◆ **Problem requirements**
Run through the records and, wherever a line holds the word "StorefrontSyncService", return that line.

◆ **Data supplied**
☆ ☆ ☆ ☆
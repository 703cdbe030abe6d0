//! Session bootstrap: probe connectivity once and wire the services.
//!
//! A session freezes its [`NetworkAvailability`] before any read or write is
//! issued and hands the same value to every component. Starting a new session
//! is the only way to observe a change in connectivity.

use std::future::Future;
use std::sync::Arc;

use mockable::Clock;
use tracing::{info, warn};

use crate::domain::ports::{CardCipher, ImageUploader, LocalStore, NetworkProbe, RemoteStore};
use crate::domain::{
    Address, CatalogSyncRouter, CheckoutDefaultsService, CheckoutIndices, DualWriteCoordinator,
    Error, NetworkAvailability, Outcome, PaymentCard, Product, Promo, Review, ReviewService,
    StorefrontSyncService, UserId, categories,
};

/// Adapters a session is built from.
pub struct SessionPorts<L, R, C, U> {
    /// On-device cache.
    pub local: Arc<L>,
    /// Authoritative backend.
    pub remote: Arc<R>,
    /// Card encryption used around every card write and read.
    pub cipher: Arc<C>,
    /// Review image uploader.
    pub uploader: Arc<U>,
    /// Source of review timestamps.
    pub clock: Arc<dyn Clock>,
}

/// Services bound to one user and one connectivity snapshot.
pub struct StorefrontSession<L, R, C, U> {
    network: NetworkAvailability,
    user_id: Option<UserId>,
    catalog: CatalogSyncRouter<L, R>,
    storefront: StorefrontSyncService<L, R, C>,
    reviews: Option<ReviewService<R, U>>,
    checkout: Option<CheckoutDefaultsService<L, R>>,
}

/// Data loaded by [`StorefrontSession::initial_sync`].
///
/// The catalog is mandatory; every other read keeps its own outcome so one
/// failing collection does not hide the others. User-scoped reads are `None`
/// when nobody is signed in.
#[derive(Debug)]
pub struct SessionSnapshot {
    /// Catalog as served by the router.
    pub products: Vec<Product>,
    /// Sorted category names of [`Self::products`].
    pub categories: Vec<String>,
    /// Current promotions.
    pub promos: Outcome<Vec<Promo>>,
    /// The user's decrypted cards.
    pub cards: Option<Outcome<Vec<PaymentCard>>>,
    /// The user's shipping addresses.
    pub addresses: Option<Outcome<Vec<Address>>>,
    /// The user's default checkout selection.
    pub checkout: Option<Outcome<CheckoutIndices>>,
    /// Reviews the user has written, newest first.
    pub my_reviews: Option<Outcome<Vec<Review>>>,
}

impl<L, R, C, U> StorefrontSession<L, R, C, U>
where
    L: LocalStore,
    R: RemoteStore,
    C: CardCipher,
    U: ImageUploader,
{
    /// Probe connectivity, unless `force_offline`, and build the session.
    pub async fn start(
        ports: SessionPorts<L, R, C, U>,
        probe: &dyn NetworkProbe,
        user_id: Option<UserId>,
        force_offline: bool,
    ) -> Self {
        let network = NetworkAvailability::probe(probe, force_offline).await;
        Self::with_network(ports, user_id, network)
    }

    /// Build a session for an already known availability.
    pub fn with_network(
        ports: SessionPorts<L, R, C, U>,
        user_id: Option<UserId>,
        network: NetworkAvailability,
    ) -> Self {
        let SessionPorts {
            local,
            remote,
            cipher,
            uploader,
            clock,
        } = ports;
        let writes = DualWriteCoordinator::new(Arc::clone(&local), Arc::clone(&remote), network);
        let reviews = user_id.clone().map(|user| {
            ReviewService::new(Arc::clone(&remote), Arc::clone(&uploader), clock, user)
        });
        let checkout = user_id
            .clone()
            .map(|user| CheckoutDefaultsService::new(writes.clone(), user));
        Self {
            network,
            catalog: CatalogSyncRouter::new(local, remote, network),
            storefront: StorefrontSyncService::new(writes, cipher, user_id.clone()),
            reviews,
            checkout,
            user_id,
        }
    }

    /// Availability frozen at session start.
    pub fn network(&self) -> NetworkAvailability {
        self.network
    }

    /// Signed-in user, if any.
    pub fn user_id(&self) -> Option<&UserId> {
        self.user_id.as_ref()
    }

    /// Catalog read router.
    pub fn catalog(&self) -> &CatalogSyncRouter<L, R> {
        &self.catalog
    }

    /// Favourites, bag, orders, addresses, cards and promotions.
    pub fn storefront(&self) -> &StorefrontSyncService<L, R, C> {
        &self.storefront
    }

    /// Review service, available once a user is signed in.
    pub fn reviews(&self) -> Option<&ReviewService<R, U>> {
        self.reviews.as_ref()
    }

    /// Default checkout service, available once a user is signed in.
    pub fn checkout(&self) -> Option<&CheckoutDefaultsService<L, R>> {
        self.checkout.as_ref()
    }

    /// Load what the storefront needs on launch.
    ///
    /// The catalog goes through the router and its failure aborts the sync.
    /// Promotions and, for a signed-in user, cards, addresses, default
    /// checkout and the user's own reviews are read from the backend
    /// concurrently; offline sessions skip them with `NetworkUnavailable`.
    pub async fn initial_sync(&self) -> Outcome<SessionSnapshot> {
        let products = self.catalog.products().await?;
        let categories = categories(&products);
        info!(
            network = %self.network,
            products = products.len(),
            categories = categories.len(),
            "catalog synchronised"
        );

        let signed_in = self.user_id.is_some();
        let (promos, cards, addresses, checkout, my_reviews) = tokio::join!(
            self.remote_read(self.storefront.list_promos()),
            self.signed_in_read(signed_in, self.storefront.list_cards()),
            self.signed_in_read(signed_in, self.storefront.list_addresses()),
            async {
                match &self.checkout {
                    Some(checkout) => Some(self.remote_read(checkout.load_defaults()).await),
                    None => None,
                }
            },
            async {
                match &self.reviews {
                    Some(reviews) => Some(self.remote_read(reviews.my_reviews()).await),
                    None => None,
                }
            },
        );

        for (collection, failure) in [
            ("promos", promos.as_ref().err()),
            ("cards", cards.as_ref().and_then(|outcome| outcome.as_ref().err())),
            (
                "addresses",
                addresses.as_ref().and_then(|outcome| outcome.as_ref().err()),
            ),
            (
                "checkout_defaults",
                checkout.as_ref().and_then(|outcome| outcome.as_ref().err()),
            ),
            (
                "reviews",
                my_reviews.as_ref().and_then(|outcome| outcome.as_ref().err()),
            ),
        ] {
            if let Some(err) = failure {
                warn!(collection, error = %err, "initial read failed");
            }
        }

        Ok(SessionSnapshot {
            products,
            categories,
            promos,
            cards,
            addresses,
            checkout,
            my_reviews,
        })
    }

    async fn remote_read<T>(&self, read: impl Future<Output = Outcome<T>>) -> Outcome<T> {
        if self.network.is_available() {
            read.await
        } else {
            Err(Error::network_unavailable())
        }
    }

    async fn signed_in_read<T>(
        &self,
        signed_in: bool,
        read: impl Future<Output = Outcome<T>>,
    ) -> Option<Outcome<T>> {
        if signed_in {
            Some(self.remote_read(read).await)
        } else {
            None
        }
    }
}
☆ ☆ ☆ ☆
◆ **Finished exercise**
    StorefrontSyncService, UserId, categories,
    storefront: StorefrontSyncService<L, R, C>,
            storefront: StorefrontSyncService::new(writes, cipher, user_id.clone()),
    pub fn storefront(&self) -> &StorefrontSyncService<L, R, C> {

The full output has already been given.